Records for the task section start

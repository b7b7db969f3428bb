//! Single evaluation command

use std::path::Path;

use anyhow::{Context, Result};
use spatialbench_eval::EvalRunner;

use super::{GlobalOptions, build_agent, harness_config};
use crate::args::AgentArgs;
use crate::console;

/// Run one task spec and print its result
pub async fn execute(
    global: &GlobalOptions,
    spec: &Path,
    agent: &AgentArgs,
    output: Option<&Path>,
) -> Result<()> {
    let config = harness_config(global, agent)?;
    let adapter = build_agent(agent, &config)?;
    let runner = EvalRunner::from_config(config)?;

    let record = runner
        .run_file(spec, &adapter)
        .await
        .with_context(|| format!("Evaluation of {:?} failed", spec))?;

    console::print_record(&record);

    if let Some(path) = output {
        let json = serde_json::to_string_pretty(&record)?;
        std::fs::write(path, json)
            .with_context(|| format!("Failed to write result record: {:?}", path))?;
        console::success(&format!("Result saved to {}", path.display()));
    }

    Ok(())
}
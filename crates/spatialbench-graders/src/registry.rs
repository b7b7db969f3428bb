//! Grader registry and the grading boundary
//!
//! The registry maps grader kinds to implementations. Grading through the
//! registry never fails: unknown types, grader errors and grader panics are
//! all turned into a [`GradeOutcome`] carrying a result record.

use std::any::Any;
use std::collections::BTreeMap;
use std::panic::{AssertUnwindSafe, catch_unwind};

use crate::graders::{Grader, NO_ANSWER_REASONING, grader_for};
use crate::transcript::{Message, extract_answer};
use crate::{AgentAnswer, GraderError, GraderKind, GraderResult, GraderSpec};

/// Result of grading through the registry
#[derive(Debug, Clone, PartialEq)]
pub enum GradeOutcome {
    /// The grader ran and produced a verdict
    Graded(GraderResult),

    /// No grader is registered for the requested type; the answer is ungraded
    UnknownType {
        grader_type: String,
        result: GraderResult,
    },

    /// The grader raised an error or panicked; recorded as a failing result
    Failed { message: String, result: GraderResult },
}

impl GradeOutcome {
    /// Borrow the result record
    pub fn result(&self) -> &GraderResult {
        match self {
            GradeOutcome::Graded(result) => result,
            GradeOutcome::UnknownType { result, .. } => result,
            GradeOutcome::Failed { result, .. } => result,
        }
    }

    /// Take the result record
    pub fn into_result(self) -> GraderResult {
        match self {
            GradeOutcome::Graded(result) => result,
            GradeOutcome::UnknownType { result, .. } => result,
            GradeOutcome::Failed { result, .. } => result,
        }
    }

    /// Error code for outcomes that should be recorded as errors
    pub fn error_code(&self) -> Option<&'static str> {
        match self {
            GradeOutcome::Graded(_) => None,
            GradeOutcome::UnknownType { .. } => Some("unknown_grader_type"),
            GradeOutcome::Failed { .. } => Some("grader_runtime"),
        }
    }

    /// Human-readable error message, if any
    pub fn error_message(&self) -> Option<String> {
        match self {
            GradeOutcome::Graded(_) => None,
            GradeOutcome::UnknownType { grader_type, .. } => {
                Some(GraderError::UnknownType(grader_type.clone()).to_string())
            }
            GradeOutcome::Failed { message, .. } => Some(message.clone()),
        }
    }
}

/// Registry of graders keyed by kind
pub struct GraderRegistry {
    graders: BTreeMap<GraderKind, Box<dyn Grader>>,
}

impl Default for GraderRegistry {
    fn default() -> Self {
        Self::builtin()
    }
}

impl std::fmt::Debug for GraderRegistry {
    fn fmt(&self, f: &mut std::fmt::Formatter<'_>) -> std::fmt::Result {
        f.debug_struct("GraderRegistry")
            .field("kinds", &self.kinds())
            .finish()
    }
}

impl GraderRegistry {
    /// Registry with no graders
    pub fn empty() -> Self {
        Self {
            graders: BTreeMap::new(),
        }
    }

    /// Registry with every built-in grader
    pub fn builtin() -> Self {
        let mut registry = Self::empty();
        for kind in GraderKind::all() {
            registry.register(grader_for(*kind));
        }
        registry
    }

    /// Register a grader, replacing any grader of the same kind
    pub fn register(&mut self, grader: Box<dyn Grader>) -> &mut Self {
        self.graders.insert(grader.kind(), grader);
        self
    }

    /// Look up a grader by its type tag
    pub fn get(&self, grader_type: &str) -> Option<&dyn Grader> {
        let kind: GraderKind = grader_type.parse().ok()?;
        self.graders.get(&kind).map(|g| g.as_ref())
    }

    /// Registered kinds in tag order
    pub fn kinds(&self) -> Vec<GraderKind> {
        self.graders.keys().copied().collect()
    }

    /// Whether a type tag resolves to a registered grader
    pub fn supports(&self, grader_type: &str) -> bool {
        self.get(grader_type).is_some()
    }

    /// Grade an already-parsed answer
    pub fn grade_answer(&self, spec: &GraderSpec, answer: &AgentAnswer) -> GradeOutcome {
        let Some(grader) = self.get(&spec.grader_type) else {
            return unknown_type(spec, Some(answer));
        };

        let graded = catch_unwind(AssertUnwindSafe(|| {
            grader.evaluate_answer(answer, &spec.config)
        }));

        match graded {
            Ok(Ok(result)) => GradeOutcome::Graded(result),
            Ok(Err(err)) => {
                tracing::warn!(grader = %spec.grader_type, error = %err, "grader rejected answer shape");
                failed(err.to_string(), answer)
            }
            Err(payload) => {
                let message = panic_message(payload.as_ref());
                tracing::error!(grader = %spec.grader_type, panic = %message, "grader panicked");
                failed(message, answer)
            }
        }
    }

    /// Extract the submitted answer from a transcript, then grade it
    pub fn grade_transcript(&self, spec: &GraderSpec, transcript: &[Message]) -> GradeOutcome {
        if !self.supports(&spec.grader_type) {
            return unknown_type(spec, None);
        }
        match extract_answer(transcript) {
            Some(answer) => self.grade_answer(spec, &answer),
            None => GradeOutcome::Graded(GraderResult::rejected(NO_ANSWER_REASONING, None)),
        }
    }
}

fn unknown_type(spec: &GraderSpec, answer: Option<&AgentAnswer>) -> GradeOutcome {
    tracing::warn!(grader = %spec.grader_type, "unknown grader type, leaving answer ungraded");
    GradeOutcome::UnknownType {
        grader_type: spec.grader_type.clone(),
        result: GraderResult::ungraded(
            GraderError::UnknownType(spec.grader_type.clone()).to_string(),
            answer,
        ),
    }
}

fn failed(message: String, answer: &AgentAnswer) -> GradeOutcome {
    GradeOutcome::Failed {
        result: GraderResult::grader_error(&message, answer),
        message,
    }
}

fn panic_message(payload: &(dyn Any + Send)) -> String {
    if let Some(s) = payload.downcast_ref::<&str>() {
        s.to_string()
    } else if let Some(s) = payload.downcast_ref::<String>() {
        s.clone()
    } else {
        "grader panicked".to_string()
    }
}

#[cfg(test)]
mod tests {
    use super::*;
    use crate::GraderOutcome;
    use serde_json::{Value, json};

    struct PanickingGrader;

    impl Grader for PanickingGrader {
        fn kind(&self) -> GraderKind {
            GraderKind::MultipleChoice
        }

        fn evaluate_answer(&self, _answer: &AgentAnswer, _config: &Value) -> GraderOutcome<GraderResult> {
            panic!("index out of range");
        }
    }

    fn answer(value: Value) -> AgentAnswer {
        value.as_object().cloned().unwrap()
    }

    #[test]
    fn test_builtin_has_all_kinds() {
        let registry = GraderRegistry::builtin();
        assert_eq!(registry.kinds(), GraderKind::all().to_vec());
        assert!(registry.supports("spatial_adjacency"));
        assert!(!registry.supports("llm_judge"));
    }

    #[test]
    fn test_empty_registry_reports_unknown_type() {
        let registry = GraderRegistry::empty();
        let spec = GraderSpec::new("multiple_choice", json!({"correct_answer": "A"}));
        let outcome = registry.grade_answer(&spec, &answer(json!({"answer": "A"})));

        assert!(matches!(outcome, GradeOutcome::UnknownType { .. }));
    }

    #[test]
    fn test_unknown_type_is_ungraded() {
        let registry = GraderRegistry::builtin();
        let spec = GraderSpec::new("fuzzy_match", json!({}));
        let outcome = registry.grade_answer(&spec, &answer(json!({"answer": "A"})));

        assert_eq!(outcome.error_code(), Some("unknown_grader_type"));
        assert_eq!(outcome.result().passed, None);
        assert_eq!(outcome.result().reasoning, "Unknown grader type: fuzzy_match");
        assert!(outcome.result().agent_answer.is_some());
    }

    #[test]
    fn test_grader_error_becomes_failing_result() {
        let registry = GraderRegistry::builtin();
        let spec = GraderSpec::new(
            "numeric_tolerance",
            json!({"ground_truth": {"total_cells": 100}}),
        );
        let outcome = registry.grade_answer(&spec, &answer(json!({"total_cells": "lots"})));

        assert_eq!(outcome.error_code(), Some("grader_runtime"));
        let result = outcome.into_result();
        assert_eq!(result.passed, Some(false));
        assert!(result.metrics.contains_key("grader_error"));
        assert!(
            result
                .reasoning
                .starts_with("Grader failed due to malformed agent output:")
        );
    }

    #[test]
    fn test_grader_panic_is_caught() {
        let mut registry = GraderRegistry::empty();
        registry.register(Box::new(PanickingGrader));
        let spec = GraderSpec::new("multiple_choice", json!({}));
        let outcome = registry.grade_answer(&spec, &answer(json!({"answer": "A"})));

        match outcome {
            GradeOutcome::Failed { message, result } => {
                assert_eq!(message, "index out of range");
                assert_eq!(result.passed, Some(false));
                assert_eq!(result.metrics["grader_error"], json!("index out of range"));
            }
            other => panic!("expected failure, got {:?}", other),
        }
    }

    #[test]
    fn test_invalid_config_becomes_failing_result() {
        let registry = GraderRegistry::builtin();
        let spec = GraderSpec::new("label_set_jaccard", json!({"ground_truth_labels": "T cell"}));
        let outcome = registry.grade_answer(&spec, &answer(json!({"cell_types_predicted": []})));

        assert!(matches!(outcome, GradeOutcome::Failed { .. }));
        assert_eq!(outcome.result().passed, Some(false));
    }

    #[test]
    fn test_grade_transcript_without_submission() {
        let registry = GraderRegistry::builtin();
        let spec = GraderSpec::new("multiple_choice", json!({"correct_answer": "A"}));
        let outcome = registry.grade_transcript(&spec, &[Message::assistant_text("A")]);

        let result = outcome.into_result();
        assert_eq!(result.passed, Some(false));
        assert_eq!(result.reasoning, NO_ANSWER_REASONING);
    }

    #[test]
    fn test_grade_transcript_with_submission() {
        let registry = GraderRegistry::builtin();
        let spec = GraderSpec::new(
            "label_set_jaccard",
            json!({"ground_truth_labels": ["T cell", "B cell"]}),
        );
        let transcript = vec![Message::submission(
            "Summary\n<EVAL_ANSWER>{\"cell_types_predicted\": [\"B cell\", \"T cell\"]}</EVAL_ANSWER>",
        )];

        let outcome = registry.grade_transcript(&spec, &transcript);
        assert!(matches!(outcome, GradeOutcome::Graded(_)));
        assert!(outcome.result().is_pass());
    }
}
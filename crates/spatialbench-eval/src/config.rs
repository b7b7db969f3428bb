//! Harness configuration
//!
//! Configuration options for running evaluations and batches.

use std::path::{Path, PathBuf};

use anyhow::{Context, Result};
use serde::{Deserialize, Serialize};

/// Configuration for evaluation runs
#[derive(Debug, Clone, PartialEq, Serialize, Deserialize)]
pub struct HarnessConfig {
    /// Root directory holding the cache, workspaces and results
    #[serde(default = "default_root")]
    pub root: PathBuf,

    /// Dataset cache directory (default: `<root>/cache`)
    #[serde(default)]
    pub cache_dir: Option<PathBuf>,

    /// Workspace directory (default: `<root>/workspace`)
    #[serde(default)]
    pub workspace_dir: Option<PathBuf>,

    /// Output directory for batch results (default: `<root>/results`)
    #[serde(default)]
    pub output_dir: Option<PathBuf>,

    /// Whether to keep workspaces after each evaluation
    #[serde(default)]
    pub keep_workspace: bool,

    /// Number of concurrent evaluations in a batch
    #[serde(default = "default_parallel")]
    pub parallel: usize,

    /// Agent timeout in seconds when the task does not set one
    #[serde(default = "default_agent_timeout")]
    pub agent_timeout_secs: u64,

    /// Extra time granted to the adapter before the harness gives up on it
    #[serde(default = "default_agent_grace")]
    pub agent_grace_secs: u64,

    /// Dataset download timeout in seconds when the task does not set one
    #[serde(default = "default_download_timeout")]
    pub download_timeout_secs: u64,

    /// File the agent writes its answer to, inside the workspace
    #[serde(default = "default_answer_filename")]
    pub answer_filename: String,

    /// Model name recorded in the batch summary
    #[serde(default = "default_model")]
    pub model: String,

    /// Fetch every referenced dataset once before a batch starts
    #[serde(default = "default_prefetch")]
    pub prefetch: bool,

    /// Fixed run id (default: derived from the batch start time)
    #[serde(default)]
    pub run_id: Option<String>,

    /// Command used for dataset URIs with a non-HTTP, non-file scheme.
    /// `{uri}` and `{dest}` are substituted.
    #[serde(default = "default_fetch_command")]
    pub fetch_command: Vec<String>,

    /// Age in seconds after which a cache lock is considered abandoned
    #[serde(default = "default_lock_stale")]
    pub lock_stale_secs: u64,
}

fn default_root() -> PathBuf {
    PathBuf::from(".spatialbench")
}

fn default_parallel() -> usize {
    1
}

fn default_agent_timeout() -> u64 {
    600
}

fn default_agent_grace() -> u64 {
    30
}

fn default_download_timeout() -> u64 {
    1800
}

fn default_answer_filename() -> String {
    "eval_answer.json".to_string()
}

fn default_model() -> String {
    "default".to_string()
}

fn default_prefetch() -> bool {
    true
}

fn default_fetch_command() -> Vec<String> {
    ["latch", "cp", "{uri}", "{dest}"]
        .iter()
        .map(|s| s.to_string())
        .collect()
}

fn default_lock_stale() -> u64 {
    2 * 60 * 60
}

impl Default for HarnessConfig {
    fn default() -> Self {
        Self {
            root: default_root(),
            cache_dir: None,
            workspace_dir: None,
            output_dir: None,
            keep_workspace: false,
            parallel: default_parallel(),
            agent_timeout_secs: default_agent_timeout(),
            agent_grace_secs: default_agent_grace(),
            download_timeout_secs: default_download_timeout(),
            answer_filename: default_answer_filename(),
            model: default_model(),
            prefetch: default_prefetch(),
            run_id: None,
            fetch_command: default_fetch_command(),
            lock_stale_secs: default_lock_stale(),
        }
    }
}

impl HarnessConfig {
    /// Create a config rooted at the given directory
    pub fn new(root: impl Into<PathBuf>) -> Self {
        Self {
            root: root.into(),
            ..Default::default()
        }
    }

    /// Load a config from a JSON or YAML file
    pub fn load(path: impl AsRef<Path>) -> Result<Self> {
        let path = path.as_ref();
        let content = std::fs::read_to_string(path)
            .with_context(|| format!("Failed to read config file: {:?}", path))?;

        let config = if path
            .extension()
            .is_some_and(|ext| ext == "yaml" || ext == "yml")
        {
            serde_yaml::from_str(&content)
                .with_context(|| format!("Failed to parse YAML config: {:?}", path))?
        } else {
            serde_json::from_str(&content)
                .with_context(|| format!("Failed to parse JSON config: {:?}", path))?
        };

        Ok(config)
    }

    /// Effective cache directory
    pub fn cache_dir(&self) -> PathBuf {
        self.cache_dir
            .clone()
            .unwrap_or_else(|| self.root.join("cache"))
    }

    /// Effective workspace directory
    pub fn workspace_dir(&self) -> PathBuf {
        self.workspace_dir
            .clone()
            .unwrap_or_else(|| self.root.join("workspace"))
    }

    /// Effective batch output directory
    pub fn output_dir(&self) -> PathBuf {
        self.output_dir
            .clone()
            .unwrap_or_else(|| self.root.join("results"))
    }

    /// Set the root directory
    pub fn with_root(mut self, root: impl Into<PathBuf>) -> Self {
        self.root = root.into();
        self
    }

    /// Set the output directory
    pub fn with_output_dir(mut self, dir: impl Into<PathBuf>) -> Self {
        self.output_dir = Some(dir.into());
        self
    }

    /// Keep workspaces after evaluation
    pub fn with_keep_workspace(mut self, keep: bool) -> Self {
        self.keep_workspace = keep;
        self
    }

    /// Set batch parallelism
    pub fn with_parallel(mut self, parallel: usize) -> Self {
        self.parallel = parallel;
        self
    }

    /// Set the default agent timeout
    pub fn with_agent_timeout(mut self, secs: u64) -> Self {
        self.agent_timeout_secs = secs;
        self
    }

    /// Set the grace period added on top of the agent timeout
    pub fn with_agent_grace(mut self, secs: u64) -> Self {
        self.agent_grace_secs = secs;
        self
    }

    /// Set the model name
    pub fn with_model(mut self, model: impl Into<String>) -> Self {
        self.model = model.into();
        self
    }

    /// Use a fixed run id
    pub fn with_run_id(mut self, run_id: impl Into<String>) -> Self {
        self.run_id = Some(run_id.into());
        self
    }

    /// Enable or disable batch prefetch
    pub fn with_prefetch(mut self, prefetch: bool) -> Self {
        self.prefetch = prefetch;
        self
    }
}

Records for the task section end

Where "results" occurs in a line of the data above, count that line. Give the final count and no other words.

Problem solution: 3